In ogni caso se prendiamo alcune tipologie di piatti in cui è previsto l’utilizzo di questo formaggio, l’incidenza sul food cost è la seguente: su un piatto di pizza una grattugiata o qualche scaglia di Parmigiano Reggiano di 10 grammi di un 24 mesi costa meno di 20 centesimi; su un carpaccio, 70 grammi di scaglie 24 mesi hanno un valore di inferiore all’euro; in una verticale con 40 grammi per le tre tipologie di stagionatura ha un costo complessivo nell’ordine di grandezza dei 2 euro.
“Si tratta di incidenze minime che, in compenso, garantiscono un elevato valore aggiunto all’offerta del ristorante. – proseguono dal Consorzio – Inoltre suggeriamo sempre di far vedere il prodotto, ad esempio grattugiandolo di fronte al cliente affinché possa verificarne l’autenticità. Si tratta di un gesto semplice ma che consente di raggiungere alcuni importanti risultati: la serietà del ristoratore o del pizzaiolo, la freschezza della materia prima, il risparmio di tempo nel riempire formaggere. Inoltre abbiamo notato che moltissimi clienti adorano fotografare il gesto di una spolverata di Parmigiano Reggiano sulla pizza o sulla pasta”.

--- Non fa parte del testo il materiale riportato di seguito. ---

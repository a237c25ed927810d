//! Interactive data entry for new transactions.
//!
//! The form asks for each field in turn and re-prompts until the answer is
//! valid. Prompting goes through [`FormInteraction`] so the flow can be driven
//! without a terminal.

use chrono::{Local, NaiveDate};
use dialoguer::{theme::ColorfulTheme, Input, Select};

use crate::cli::output;
use crate::domain::{transaction::parse_date, Category, Transaction, TransactionType};

/// Lifecycle outcome of a form run.
#[derive(Debug, Clone, PartialEq)]
pub enum FormResult<T> {
    Completed(T),
    Cancelled,
}

/// Source of answers for a form. `None` means the user backed out.
pub trait FormInteraction {
    fn text(&mut self, prompt: &str, default: &str) -> Result<Option<String>, dialoguer::Error>;

    fn choice(
        &mut self,
        prompt: &str,
        options: &[&str],
        default: usize,
    ) -> Result<Option<usize>, dialoguer::Error>;

    /// Reports a rejected answer before the field is asked again.
    fn invalid(&mut self, message: &str);
}

/// Terminal prompts rendered with `dialoguer`.
pub struct DialoguerInteraction<'a> {
    theme: &'a ColorfulTheme,
}

impl<'a> DialoguerInteraction<'a> {
    pub fn new(theme: &'a ColorfulTheme) -> Self {
        Self { theme }
    }
}

impl FormInteraction for DialoguerInteraction<'_> {
    fn text(&mut self, prompt: &str, default: &str) -> Result<Option<String>, dialoguer::Error> {
        let mut input = Input::<String>::with_theme(self.theme).with_prompt(prompt);
        if !default.is_empty() {
            input = input.default(default.to_string());
        }
        input.interact_text().map(Some)
    }

    fn choice(
        &mut self,
        prompt: &str,
        options: &[&str],
        default: usize,
    ) -> Result<Option<usize>, dialoguer::Error> {
        Select::with_theme(self.theme)
            .with_prompt(prompt)
            .items(options)
            .default(default)
            .interact_opt()
    }

    fn invalid(&mut self, message: &str) {
        output::warning(message);
    }
}

/// Collects date, category, type and amount for one transaction.
pub struct TransactionForm {
    today: NaiveDate,
}

impl Default for TransactionForm {
    fn default() -> Self {
        Self::new(Local::now().date_naive())
    }
}

impl TransactionForm {
    pub fn new(today: NaiveDate) -> Self {
        Self { today }
    }

    pub fn run(
        &self,
        interaction: &mut impl FormInteraction,
    ) -> Result<FormResult<Transaction>, dialoguer::Error> {
        let default_date = self.today.format("%Y-%m-%d").to_string();
        let date = loop {
            let Some(answer) = interaction.text("Date (YYYY-MM-DD)", &default_date)? else {
                return Ok(FormResult::Cancelled);
            };
            let answer = if answer.trim().is_empty() {
                default_date.as_str()
            } else {
                answer.trim()
            };
            match parse_date(answer) {
                Ok(date) => break date,
                Err(err) => interaction.invalid(&err.to_string()),
            }
        };

        let categories: Vec<&str> = Category::ALL.iter().map(|c| c.as_str()).collect();
        let Some(category) = interaction.choice("Category", &categories, 0)? else {
            return Ok(FormResult::Cancelled);
        };
        let kinds: Vec<&str> = TransactionType::ALL.iter().map(|k| k.as_str()).collect();
        let Some(kind) = interaction.choice("Type", &kinds, 0)? else {
            return Ok(FormResult::Cancelled);
        };
        let (Some(category), Some(kind)) = (
            Category::ALL.get(category).copied(),
            TransactionType::ALL.get(kind).copied(),
        ) else {
            return Ok(FormResult::Cancelled);
        };

        loop {
            let Some(answer) = interaction.text("Amount", "0.00")? else {
                return Ok(FormResult::Cancelled);
            };
            let parsed = answer.trim().parse::<f64>().map_err(|_| {
                format!("`{}` is not a number", answer.trim())
            });
            let result = parsed.and_then(|amount| {
                Transaction::new(date, category, kind, amount).map_err(|err| err.to_string())
            });
            match result {
                Ok(transaction) => return Ok(FormResult::Completed(transaction)),
                Err(message) => interaction.invalid(&message),
            }
        }
    }
}

#[cfg(test)]
mod tests {
    use super::*;
    use std::collections::VecDeque;

    #[derive(Default)]
    struct MockInteraction {
        texts: VecDeque<Option<String>>,
        choices: VecDeque<Option<usize>>,
        rejected: Vec<String>,
        offered: Vec<(String, String)>,
    }

    impl MockInteraction {
        fn new(texts: Vec<Option<&str>>, choices: Vec<Option<usize>>) -> Self {
            Self {
                texts: texts.into_iter().map(|t| t.map(String::from)).collect(),
                choices: choices.into(),
                rejected: Vec::new(),
                offered: Vec::new(),
            }
        }
    }

    impl FormInteraction for MockInteraction {
        fn text(&mut self, _prompt: &str, _default: &str) -> Result<Option<String>, dialoguer::Error> {
            Ok(self.texts.pop_front().unwrap_or(None))
        }

        fn choice(
            &mut self,
            prompt: &str,
            options: &[&str],
            default: usize,
        ) -> Result<Option<usize>, dialoguer::Error> {
            self.offered
                .push((prompt.to_string(), options[default].to_string()));
            Ok(self.choices.pop_front().unwrap_or(None))
        }

        fn invalid(&mut self, message: &str) {
            self.rejected.push(message.to_string());
        }
    }

    fn form() -> TransactionForm {
        TransactionForm::new(NaiveDate::from_ymd_opt(2024, 3, 15).unwrap())
    }

    fn index_of<T: PartialEq>(all: &[T], wanted: T) -> usize {
        all.iter().position(|item| *item == wanted).unwrap()
    }

    #[test]
    fn completes_with_valid_answers() {
        let mut interaction = MockInteraction::new(
            vec![Some("2024-01-05"), Some("50")],
            vec![
                Some(index_of(&Category::ALL, Category::Food)),
                Some(index_of(&TransactionType::ALL, TransactionType::Expense)),
            ],
        );
        let result = form().run(&mut interaction).unwrap();
        let FormResult::Completed(txn) = result else {
            panic!("form should complete");
        };
        assert_eq!(txn.date, NaiveDate::from_ymd_opt(2024, 1, 5).unwrap());
        assert_eq!(txn.category, Category::Food);
        assert_eq!(txn.kind, TransactionType::Expense);
        assert_eq!(txn.amount, 50.0);
    }

    #[test]
    fn blank_date_uses_today() {
        let mut interaction = MockInteraction::new(
            vec![Some("  "), Some("2000")],
            vec![
                Some(index_of(&Category::ALL, Category::Salary)),
                Some(index_of(&TransactionType::ALL, TransactionType::Income)),
            ],
        );
        let FormResult::Completed(txn) = form().run(&mut interaction).unwrap() else {
            panic!("form should complete");
        };
        assert_eq!(txn.date, NaiveDate::from_ymd_opt(2024, 3, 15).unwrap());
    }

    #[test]
    fn invalid_answers_are_asked_again() {
        let mut interaction = MockInteraction::new(
            vec![Some("yesterday"), Some("2024-02-01"), Some("-10"), Some("abc"), Some("12.5")],
            vec![Some(0), Some(0)],
        );
        let result = form().run(&mut interaction).unwrap();
        assert!(matches!(result, FormResult::Completed(ref txn) if txn.amount == 12.5));
        assert_eq!(interaction.rejected.len(), 3);
        assert!(interaction.rejected[2].contains("abc"));
    }

    #[test]
    fn type_prompt_starts_on_income() {
        let mut interaction = MockInteraction::new(
            vec![Some("2024-01-10"), Some("2000")],
            vec![Some(index_of(&Category::ALL, Category::Salary)), Some(0)],
        );
        let FormResult::Completed(txn) = form().run(&mut interaction).unwrap() else {
            panic!("form should complete");
        };
        assert_eq!(txn.kind, TransactionType::Income);
        assert_eq!(interaction.offered[1], ("Type".to_string(), "Income".to_string()));
    }

    #[test]
    fn escape_cancels_the_form() {
        let mut interaction = MockInteraction::new(vec![Some("2024-02-01")], vec![None]);
        assert_eq!(form().run(&mut interaction).unwrap(), FormResult::Cancelled);
    }
}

A ogni stagionatura il suo utilizzo
- 12-15 mesi: il Parmigiano Reggiano ancora giovane può essere proposto come aperitivo e accompagnato da frutta fresca, in particolare pere e mele verdi, o sposato a una mostarda non troppo piccante.
Avendo ancora una buona umidità, tagliato sottile si può utilizzare sopra uova al tegamino o in involtini con fettine di carne o prosciutto. È ottimo in insalate di frutta e verdura.
- 24-28 mesi: tagliato a petali arricchisce insalate di frutta (pere, mele, pompelmo, arancia), condite con Aceto Balsamico Tradizionale di Modena o di Reggio-Emilia. Si accompagna, inoltre, a frutta secca di ogni tipo: noci, nocciole, fichi e prugne, e a mostarde piccanti.
Per la sua solubilità e i suoi aromi, è il più adatto a entrare nei ripieni delle paste tipiche della via Emilia e non solo. È, inoltre, il più appropriato da utilizzare, grattugiato o in scaglie, sulla pizza.
- 36-48 mesi: dal carattere deciso e determinato, si può offrire a fine pasto con un vino da meditazione e abbinato a mieli o marmellate, che tendono ad attenuare la spigolosità apportata dalla lunga stagionatura.
Può essere miscelato al 24 mesi in ripieni di paste fresche.
- Crosta
Non dimentichiamo l’utilizzo della crosta, che si può aggiungere al minestrone o al brodo di carne, ed eventualmente tagliuzzare e servire insieme ai pezzi di carne del bollito. Prima dell’utilizzo, però, è indispensabile raschiarla bene, eliminandone almeno un paio di millimetri, in modo da ripulirla dalla patina di polvere che si è depositata su di essa nei magazzini di stagionatura.